Dataset items:
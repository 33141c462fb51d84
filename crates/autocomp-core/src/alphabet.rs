// Supported alphabets: which characters a vocabulary word may contain,
// and which characters the fuzzy fallback substitutes.

use crate::InsertError;

/// Substitution characters for [`Alphabet::Lowercase`].
pub const LOWERCASE_LETTERS: &[char] = &[
    'a', 'b', 'c', 'd', 'e', 'f', 'g', 'h', 'i', 'j', 'k', 'l', 'm',
    'n', 'o', 'p', 'q', 'r', 's', 't', 'u', 'v', 'w', 'x', 'y', 'z',
];

/// The set of characters a vocabulary may be built from.
#[derive(Debug, Clone, Copy, PartialEq, Eq, Hash, Default)]
pub enum Alphabet {
    /// ASCII `a` through `z` only.
    #[default]
    Lowercase,
    /// Any character that is neither whitespace nor a control character.
    ///
    /// Substitution candidates are drawn from the characters actually
    /// present in the vocabulary rather than from all of Unicode.
    Unicode,
}

impl Alphabet {
    /// Returns `true` if `ch` may appear in a stored word.
    pub fn contains(self, ch: char) -> bool {
        match self {
            Alphabet::Lowercase => ch.is_ascii_lowercase(),
            Alphabet::Unicode => !ch.is_whitespace() && !ch.is_control(),
        }
    }

    /// Check that `word` is non-empty and made only of characters from
    /// this alphabet.
    ///
    /// Reports the first offending character together with its character
    /// position.
    pub fn validate(self, word: &str) -> Result<(), InsertError> {
        if word.is_empty() {
            return Err(InsertError::EmptyWord);
        }
        match word.chars().enumerate().find(|&(_, ch)| !self.contains(ch)) {
            Some((position, ch)) => Err(InsertError::InvalidCharacter {
                word: word.to_string(),
                ch,
                position,
            }),
            None => Ok(()),
        }
    }

    /// The fixed substitution set for this alphabet, if it has one.
    ///
    /// `Unicode` returns `None`: its substitution set depends on the
    /// vocabulary and is computed by the trie.
    pub fn fixed_substitutions(self) -> Option<&'static [char]> {
        match self {
            Alphabet::Lowercase => Some(LOWERCASE_LETTERS),
            Alphabet::Unicode => None,
        }
    }
}
// SuggestionEngine: owns the vocabulary and the usage counts, answers
// prefix queries directly or through the swap/substitution fallback.
//
// Design notes:
// - Trie and frequency table are plain owned fields; all mutation goes
//   through `&mut self`, so one request at a time touches them. Callers
//   that share an engine across threads wrap it in a `Mutex`.
// - Only direct hits reinforce frequencies. Fallback answers are ranked by
//   the existing counts and leave them untouched.
// - The candidate generator is built per fallback call because the
//   substitution set of a Unicode vocabulary grows with insertions.

use std::io::BufRead;

use hashbrown::HashSet;
use tracing::{debug, trace};

use autocomp_core::{Alphabet, InsertError, Suggestion};
use autocomp_trie::PrefixTrie;

use crate::EngineError;
use crate::candidates::CandidateGenerator;
use crate::frequency::FrequencyTable;
use crate::ranking::rank;

/// Default cap on the number of fallback candidates per query.
pub const DEFAULT_MAX_CANDIDATES: usize = 4096;

/// Options controlling query output and fallback cost.
#[derive(Debug, Clone, Copy, PartialEq, Eq)]
pub struct SuggestOptions {
    /// Maximum number of suggestions returned per query. `None` returns
    /// every match. Truncation happens after ranking, and on the direct
    /// path after every matched word has been reinforced.
    pub max_suggestions: Option<usize>,
    /// Maximum number of near-miss candidates generated per fallback.
    pub max_candidates: usize,
}

impl Default for SuggestOptions {
    fn default() -> Self {
        Self {
            max_suggestions: None,
            max_candidates: DEFAULT_MAX_CANDIDATES,
        }
    }
}

/// Which path produced a query's answer.
#[derive(Debug, Clone, Copy, PartialEq, Eq, Hash)]
pub enum MatchKind {
    /// Some stored word starts with the query.
    Direct,
    /// Nothing started with the query; the answer (possibly empty) came
    /// from the fuzzy fallback.
    Fallback,
}

/// A ranked answer together with the path that produced it.
#[derive(Debug, Clone, PartialEq, Eq)]
pub struct Lookup {
    pub kind: MatchKind,
    pub suggestions: Vec<Suggestion>,
}

/// Prefix autocomplete over a vocabulary with usage-based ranking.
#[derive(Debug, Clone, Default)]
pub struct SuggestionEngine {
    trie: PrefixTrie,
    frequencies: FrequencyTable,
    options: SuggestOptions,
}

impl SuggestionEngine {
    /// Create an empty engine for `alphabet` with default options.
    pub fn new(alphabet: Alphabet) -> Self {
        Self::with_options(alphabet, SuggestOptions::default())
    }

    pub fn with_options(alphabet: Alphabet, options: SuggestOptions) -> Self {
        Self {
            trie: PrefixTrie::new(alphabet),
            frequencies: FrequencyTable::new(),
            options,
        }
    }

    /// Create an engine and bulk-load `words` into it.
    pub fn from_words<I, S>(alphabet: Alphabet, words: I) -> Result<Self, InsertError>
    where
        I: IntoIterator<Item = S>,
        S: AsRef<str>,
    {
        let mut engine = Self::new(alphabet);
        engine.extend(words)?;
        Ok(engine)
    }

    /// Add one word to the vocabulary. Frequencies are not touched.
    ///
    /// Returns `Ok(false)` if the word was already present.
    pub fn insert(&mut self, word: &str) -> Result<bool, InsertError> {
        self.trie.insert(word)
    }

    /// Insert `words` in order, stopping at the first invalid one.
    ///
    /// Words before the failing one remain inserted. Returns the number of
    /// words that were new.
    pub fn extend<I, S>(&mut self, words: I) -> Result<usize, InsertError>
    where
        I: IntoIterator<Item = S>,
        S: AsRef<str>,
    {
        let mut added = 0;
        for word in words {
            if self.trie.insert(word.as_ref())? {
                added += 1;
            }
        }
        Ok(added)
    }

    /// Load a word list: whitespace-separated tokens, one or more per line.
    ///
    /// Blank lines and lines whose first non-blank character is `#` are
    /// skipped. Returns the number of words that were new.
    pub fn load_words<R: BufRead>(&mut self, reader: R) -> Result<usize, EngineError> {
        let mut added = 0;
        for line in reader.lines() {
            let line = line?;
            let line = line.trim();
            if line.is_empty() || line.starts_with('#') {
                continue;
            }
            added += self.extend(line.split_whitespace())?;
        }
        debug!(added, total = self.trie.len(), "loaded word list");
        Ok(added)
    }

    /// Ranked suggestions for `prefix`.
    ///
    /// See [`SuggestionEngine::lookup`].
    pub fn suggest(&mut self, prefix: &str) -> Vec<Suggestion> {
        self.lookup(prefix).suggestions
    }

    /// Answer a query, reporting which path produced the answer.
    ///
    /// When some stored word starts with `prefix`, each such word's
    /// frequency is incremented by one and the words are returned ranked.
    /// Otherwise the answer is [`SuggestionEngine::suggest_fallback`], which
    /// leaves frequencies unchanged.
    pub fn lookup(&mut self, prefix: &str) -> Lookup {
        let direct = self.trie.words_with_prefix(prefix);
        if direct.is_empty() {
            return Lookup {
                kind: MatchKind::Fallback,
                suggestions: self.suggest_fallback(prefix),
            };
        }

        trace!(prefix, hits = direct.len(), "direct prefix match");
        for word in &direct {
            self.frequencies.increment(word);
        }
        Lookup {
            kind: MatchKind::Direct,
            suggestions: rank(direct, &self.frequencies, self.options.max_suggestions),
        }
    }

    /// Fuzzy fallback for a prefix that matches nothing exactly.
    ///
    /// Anchors at the longest valid prefix, tries adjacent swaps and single
    /// substitutions from the first mismatch onward, and merges every
    /// resulting completion (plus the completions of the valid prefix
    /// itself) into one deduplicated, ranked list. Returns nothing when
    /// not even the first character is known.
    pub fn suggest_fallback(&self, prefix: &str) -> Vec<Suggestion> {
        let valid = self.trie.longest_valid_prefix(prefix);
        if valid.is_empty() {
            debug!(prefix, "no valid prefix, skipping fallback");
            return Vec::new();
        }

        let mut merged: HashSet<String> = self
            .trie
            .words_with_prefix(&valid.prefix)
            .into_iter()
            .collect();

        let generator = CandidateGenerator::near_miss(
            &self.trie.substitution_chars(),
            self.options.max_candidates,
        );
        let candidates = generator.generate(prefix, valid.fail_index);
        for candidate in &candidates {
            merged.extend(self.trie.words_with_prefix(candidate));
        }

        debug!(
            prefix,
            valid_prefix = %valid.prefix,
            fail_index = valid.fail_index,
            candidates = candidates.len(),
            merged = merged.len(),
            "fuzzy fallback"
        );
        rank(merged, &self.frequencies, self.options.max_suggestions)
    }

    /// Current usage count of `word`.
    pub fn frequency(&self, word: &str) -> u64 {
        self.frequencies.get(word)
    }

    pub fn trie(&self) -> &PrefixTrie {
        &self.trie
    }

    pub fn frequencies(&self) -> &FrequencyTable {
        &self.frequencies
    }

    pub fn options(&self) -> &SuggestOptions {
        &self.options
    }

    /// Set the maximum number of suggestions returned per query.
    pub fn set_max_suggestions(&mut self, max_suggestions: Option<usize>) {
        self.options.max_suggestions = max_suggestions;
    }
}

* Work request *
Give back, exactly as written, the stretch from the line with "pub fn validate(self, word: &str)" through the line with "use crate::candidates::CandidateGenerator;", and no other lines from the records above.

* Result for this task *
    pub fn validate(self, word: &str) -> Result<(), InsertError> {
        if word.is_empty() {
            return Err(InsertError::EmptyWord);
        }
        match word.chars().enumerate().find(|&(_, ch)| !self.contains(ch)) {
            Some((position, ch)) => Err(InsertError::InvalidCharacter {
                word: word.to_string(),
                ch,
                position,
            }),
            None => Ok(()),
        }
    }

    /// The fixed substitution set for this alphabet, if it has one.
    ///
    /// `Unicode` returns `None`: its substitution set depends on the
    /// vocabulary and is computed by the trie.
    pub fn fixed_substitutions(self) -> Option<&'static [char]> {
        match self {
            Alphabet::Lowercase => Some(LOWERCASE_LETTERS),
            Alphabet::Unicode => None,
        }
    }
}
// SuggestionEngine: owns the vocabulary and the usage counts, answers
// prefix queries directly or through the swap/substitution fallback.
//
// Design notes:
// - Trie and frequency table are plain owned fields; all mutation goes
//   through `&mut self`, so one request at a time touches them. Callers
//   that share an engine across threads wrap it in a `Mutex`.
// - Only direct hits reinforce frequencies. Fallback answers are ranked by
//   the existing counts and leave them untouched.
// - The candidate generator is built per fallback call because the
//   substitution set of a Unicode vocabulary grows with insertions.

use std::io::BufRead;

use hashbrown::HashSet;
use tracing::{debug, trace};

use autocomp_core::{Alphabet, InsertError, Suggestion};
use autocomp_trie::PrefixTrie;

use crate::EngineError;
use crate::candidates::CandidateGenerator;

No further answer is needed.